Economists and analysts all around the world knew that one-day Venezuela’s inflationary bomb will have to explode, having tremendous effects for its people but just giving more argument for the regime authoritarian policies.
Venezuelan bonds have been indicating for a long time through its market signals that bankruptcy was near and nobody could save this economy, which has entered in an eternal spiral of debt, hyperinflation and secular stagnation.
Until now, the inefficiently directed and over-intervened PDVSA supported the government with funds coming from oil revenue, but with the extremely low oil prices registered during these last two years, this has ended up drowning the communist policies promoted by Maduro, as socialism is always a success, until other people’s money ends up.
Maduro claims this week wanting to renegotiate and restructure their debt obligations, which sum up to 105 billion dollars, which presents negotiations as complex, as no country will be willing to lend money to a chaotic State as Venezuela, where stability and growth are just past myths.
Maduro has already organised meetings in Caracas the 13 of November to discuss about debt refinancing; invitation which has already been declined by the US.
But this story comes from long ago, as US government sanctions prevent any investment firm or individual from buying new debt from Venezuela with maturities longer than 30 days, or up to 90 days in the case of corporate bonds from PDVSA.
The state oil company has announced that they will exchange old defaulted bonds for new ones through a process of debt restructuring, which has the same effect as substituting an iPad for a piece of wood.
Trump has declared himself against changing the rules which apply to trade with Maduro, and for now he has proposed several new restrictions of capital circulation between Venezuela and the US.
Another widely discussed option has been that if Venezuela enters total bankruptcy it could just stop paying its debts, which will be extremely harmful for PDVSA which has foreign properties and equity in its stock.
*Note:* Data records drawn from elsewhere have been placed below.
//! Per-connection session pipeline.
//!
//! Each accepted connection carries exactly one exchange:
//!
//! ```text
//!   Preparing → BeforeRequest ─┬─ CONNECT ──→ tunnel
//!                              └─ otherwise → forward → AfterRequest
//!                                  → BeforeResponse → emit → AfterResponse
//!                                  → Completed
//! ```
//!
//! Any phase may end in `Failed`. A client whose request cannot be parsed,
//! or that stops sending mid-head for longer than the read timeout, is
//! disconnected; a failure before the first response byte is answered with
//! `502 Bad Gateway`; a failure while the response is streaming tears the
//! connection down.

use std::net::SocketAddr;
use std::sync::Arc;
use std::sync::atomic::{AtomicU64, Ordering};
use std::time::Duration;
use tokio::io::{AsyncRead, AsyncWrite};
use tracing::{debug, error, info, trace, warn};

use crate::buffer::{BodyCursor, BodySource, BufferPool, SegmentBuffer};
use crate::config::Config;
use crate::error::{ProxyError, Result};
use crate::http::body::ChunkedEncoder;
use crate::http::constants;
use crate::http::method::{Method, Version};
use crate::http::parser::{RequestParser, ResponseParser};
use crate::http::request::content_length;
use crate::http::response::Response;
use crate::http::writer::response_head_bytes;
use crate::pipe::{Pipe, PipeReader, PipeWriter};
use crate::proxy::dispatch::{Dispatcher, HttpDispatcher};
use crate::proxy::hooks::{FailureAction, Hooks, SessionListener};
use crate::proxy::resolve::{DnsResolver, Resolver};
use crate::proxy::session::{Session, SessionStatus};
use crate::proxy::upstream::UpstreamProxy;

/// Serves proxied exchanges; shared by every connection task.
pub struct ProxyServer {
    pub(super) pool: BufferPool,
    pub(super) hooks: Hooks,
    pub(super) dispatcher: Arc<dyn Dispatcher>,
    pub(super) resolver: Arc<dyn Resolver>,
    pub(super) upstream: Option<UpstreamProxy>,
    pub(super) max_head_bytes: usize,
    pub(super) connect_timeout: Duration,
    pub(super) read_timeout: Duration,
    sessions: AtomicU64,
}

impl ProxyServer {
    pub fn new(config: &Config) -> Result<Self> {
        Self::builder(config).build()
    }

    pub fn builder(config: &Config) -> ProxyServerBuilder {
        ProxyServerBuilder {
            config: config.clone(),
            hooks: Hooks::new(),
            resolver: None,
            dispatcher: None,
        }
    }

    pub fn pool(&self) -> &BufferPool {
        &self.pool
    }

    pub fn hooks(&self) -> &Hooks {
        &self.hooks
    }

    /// Runs the single exchange carried by `stream` to completion.
    pub async fn handle_connection<S>(&self, stream: S, peer: SocketAddr)
    where
        S: AsyncRead + AsyncWrite + Send + 'static,
    {
        let (mut reader, mut writer) = Pipe::new(stream, &self.pool).into_split();
        reader.set_read_timeout(Some(self.read_timeout));
        let mut parser = RequestParser::new();

        match reader.read_head(&mut parser, self.max_head_bytes).await {
            Ok(true) => {}
            Ok(false) => {
                trace!(%peer, "client closed before sending a request");
                return;
            }
            Err(e) => {
                warn!(%peer, error = %e, "could not read a request head");
                self.hooks.session_failed(None, &e).await;
                return;
            }
        }

        if parser.awaiting_continue() {
            let line = constants::continue_line(parser.head().version().as_bytes());
            if let Err(e) = send_and_flush(&mut writer, &line).await {
                debug!(%peer, error = %e, "client went away before 100 Continue");
                return;
            }
            parser.continue_sent();
        }

        let id = self.sessions.fetch_add(1, Ordering::Relaxed) + 1;
        let (head, decoder) = parser.into_parts();

        info!(
            session = id,
            %peer,
            method = %head.method(),
            target = %head.target(),
            "request received"
        );

        if head.is_tunnel() {
            let session = Session::new(id, peer, head, SegmentBuffer::empty(self.pool.clone()));
            self.tunnel(session, reader, writer).await;
            return;
        }

        let body = SegmentBuffer::streaming(self.pool.clone(), BodySource::new(reader, decoder));
        let mut session = Session::new(id, peer, head, body);
        let replied_before = writer.bytes_sent();

        match self.exchange(&mut session, &mut writer).await {
            Ok(()) => {
                session.set_status(SessionStatus::Completed);
                info!(
                    session = id,
                    status = session.response().map(|r| r.status()),
                    bytes = writer.bytes_sent(),
                    "exchange completed"
                );
            }
            Err(e) => {
                session.set_status(SessionStatus::Failed);
                error!(session = id, target = %session.target(), error = %e, "exchange failed");

                // Nothing of the response has gone out yet.
                if writer.bytes_sent() == replied_before {
                    let response = Response::bad_gateway(session.version(), &e.to_string());
                    if let Err(e) = self.emit_fixed(&mut writer, &response).await {
                        debug!(session = id, error = %e, "could not deliver 502");
                    }
                }

                self.hooks.session_failed(Some(&session), &e).await;
            }
        }

        let _ = writer.shutdown().await;
    }

    async fn exchange(&self, session: &mut Session, writer: &mut PipeWriter) -> Result<()> {
        session.set_status(SessionStatus::BeforeRequest);
        self.hooks.before_request(session).await;

        let mut attempt = 0;
        loop {
            attempt += 1;

            let error = match self.forward(session).await {
                Ok(origin) => {
                    let (head, decoder) = origin.parser.into_parts();
                    let body = SegmentBuffer::streaming(
                        self.pool.clone(),
                        BodySource::new(origin.reader, decoder),
                    );
                    session.set_response(head, body);
                    break;
                }
                Err(e) => e,
            };

            warn!(session = session.id(), attempt, error = %error, "forwarding failed");

            match self.hooks.request_failed(session, &error, attempt).await {
                Some(FailureAction::Retry(delay)) => {
                    debug!(session = session.id(), ?delay, "retrying request");
                    tokio::time::sleep(delay).await;
                }
                Some(FailureAction::Respond(response)) => {
                    debug!(session = session.id(), status = response.head.status(), "substituting response");
                    let body = SegmentBuffer::from_bytes(self.pool.clone(), &response.body);
                    session.set_response(response.head, body);
                    break;
                }
                None => return Err(error),
            }
        }

        session.set_status(SessionStatus::BeforeResponse);
        self.hooks.before_response(session).await;

        self.emit_response(session, writer).await?;

        session.set_status(SessionStatus::AfterResponse);
        self.hooks.after_response(session).await;
        Ok(())
    }

    /// Sends the request and waits for the final response head.
    async fn forward(&self, session: &mut Session) -> Result<OriginResponse> {
        let mut reader = self.dispatcher.send_request(session).await?;
        reader.set_read_timeout(Some(self.read_timeout));

        session.set_status(SessionStatus::AfterRequest);
        self.hooks.after_request(session).await;

        let mut parser = ResponseParser::new(session.method().clone());
        loop {
            let answered = reader
                .read_head(&mut parser, self.max_head_bytes)
                .await
                .map_err(ProxyError::into_forwarding)?;
            if !answered {
                return Err(ProxyError::Forwarding(
                    "origin closed the connection without responding".to_string(),
                ));
            }

            if !parser.is_interim() {
                break;
            }
            trace!(session = session.id(), status = parser.head().status(), "skipping interim response");
            parser.reset();
        }

        Ok(OriginResponse { parser, reader })
    }

    /// Streams the session's response to the client.
    ///
    /// A declared length is passed through; otherwise HTTP/1.1 clients get
    /// the body re-chunked and HTTP/1.0 clients get it raw until close.
    async fn emit_response(&self, session: &Session, writer: &mut PipeWriter) -> Result<()> {
        let (Some(head), Some(body)) = (session.response(), session.response_body()) else {
            return Err(ProxyError::Forwarding("no response to send".to_string()));
        };

        let mut head = head.clone();
        let body = body.clone();
        let status = head.status();
        let bodiless = session.method() == &Method::Head || matches!(status, 100..=199 | 204 | 304);

        let headers = head.headers_mut();
        for name in ["Connection", "Keep-Alive", "Proxy-Connection"] {
            headers.remove(name);
        }

        let mut chunked = false;
        if !bodiless {
            if content_length(headers)?.is_some() {
                headers.remove("Transfer-Encoding");
            } else {
                headers.remove("Transfer-Encoding");
                if session.version() == Version::Http11 {
                    headers.append("Transfer-Encoding", "chunked");
                    chunked = true;
                }
            }
        }
        headers.set("Connection", "close");

        writer.send(&response_head_bytes(&head)).await?;

        if !bodiless {
            let mut cursor = BodyCursor::new(body);
            let mut encoder = chunked.then(ChunkedEncoder::new);

            while let Some(segment) = cursor.next_segment().await? {
                writer.send_body(&segment, encoder.as_mut()).await?;
                self.hooks.session_progress(session, cursor.position()).await;
            }
            if let Some(encoder) = encoder.as_mut() {
                writer.finish_chunked(encoder).await?;
            }
        }

        writer.flush().await?;
        Ok(())
    }

    async fn emit_fixed(&self, writer: &mut PipeWriter, response: &Response) -> Result<()> {
        writer.send(&response_head_bytes(&response.head)).await?;
        writer.send(&response.body).await?;
        writer.flush().await?;
        Ok(())
    }
}

struct OriginResponse {
    parser: ResponseParser,
    reader: PipeReader,
}

async fn send_and_flush(writer: &mut PipeWriter, bytes: &[u8]) -> std::io::Result<()> {
    writer.send(bytes).await?;
    writer.flush().await
}

/// Assembles a [`ProxyServer`] from configuration plus optional
/// collaborators.
pub struct ProxyServerBuilder {
    config: Config,
    hooks: Hooks,
    resolver: Option<Arc<dyn Resolver>>,
    dispatcher: Option<Arc<dyn Dispatcher>>,
}

impl ProxyServerBuilder {
    pub fn listener(mut self, listener: Arc<dyn SessionListener>) -> Self {
        self.hooks.register(listener);
        self
    }

    pub fn resolver(mut self, resolver: Arc<dyn Resolver>) -> Self {
        self.resolver = Some(resolver);
        self
    }

    /// Replaces the built-in HTTP dispatcher.
    pub fn dispatcher(mut self, dispatcher: Arc<dyn Dispatcher>) -> Self {
        self.dispatcher = Some(dispatcher);
        self
    }

    pub fn build(self) -> Result<ProxyServer> {
        let config = self.config;
        let pool = BufferPool::new(config.buffers.segment_size, config.buffers.pool_capacity);
        let upstream = config
            .upstream
            .proxy
            .as_deref()
            .map(UpstreamProxy::parse)
            .transpose()?;
        let connect_timeout = config.connect_timeout();

        let resolver = self.resolver.unwrap_or_else(|| Arc::new(DnsResolver));
        let dispatcher = self.dispatcher.unwrap_or_else(|| {
            Arc::new(HttpDispatcher::new(
                resolver.clone(),
                pool.clone(),
                upstream.clone(),
                connect_timeout,
            ))
        });

        Ok(ProxyServer {
            pool,
            hooks: self.hooks,
            dispatcher,
            resolver,
            upstream,
            max_head_bytes: config.server.max_head_bytes,
            connect_timeout,
            read_timeout: config.read_timeout(),
            sessions: AtomicU64::new(0),
        })
    }
}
If a default is committed by the government, those assets might be seized by creditors.
This final point will harm deeply the Venezuelan economy, as it has a dependency of nearly 90% of its revenue directly correlated with the functioning of PDVSA.
It was announced that the government will negotiate the refinancing of the debt, but Maduro at the same time said that he will direct 1.2 billion dollars for the payment of corporate bonds from PDVSA which will be maturing proximately.
The purpose of this last injection of funds into PDVSA is to make some money reach the creditors and give credibility to Maduro’s new crazy project.
Let’s bet, but many of us think that the greatest part of those funds won’t finally reach creditors but stay in some bank accounts of those who don’t have to follow a rationing schedule.
Venezuela complete default
Of course, if Venezuela commits a complete default, these 1.2 billion dollars will be of tremendous utility to PDVSA, and some even interpret that default will just be committed over government sovereign debt but corporate debt of public enterprises will still be paid at maturity of bonds, to prevent shrinking the Venezuelan economy even more, if that’s possible.
We could expect anything from the Venezuelan tyrannical government.
Venezuela is trying to use up all possible grace periods, but still hasn’t committed a complete default, as even its bonds are trading at a great discount, they are still not in the normal range where debt tends to be defaulted, as bonds are still at 20 to 30 cents on the dollar.
Those prices should be much lower if it wasn’t for the market analysis of Venezuelan fundamentals, as we have to take into account that it is still the country with the largest oil reserves, and if the government and its policies were shifted towards greater openness and free market oriented purposes this debt could probably be blown off in a few years though austerity policies.
What has caused this disaster hasn’t been the low price of oil, but because of socialist policies applied to reality, as no other OPEC member has entered bankruptcy in the last decade.
The communist regime
The communist regime has turned the Venezuelan economy upside down, and in PDVSA they have caused a contraction in production volume of more than 20%, even though they hired 175,000 new workers, which were friends of the regime and had no relation to the world of oil extraction and refinery.
Socialism has shown its true face in Venezuela, and has reminded us once more that there can’t be political or civil liberties without economic freedom.
We should promote free markets and international trade, to create greater levels of wealth through specialization, and consequently rise living standards of all citizens. Just let entrepreneurship free and results will come.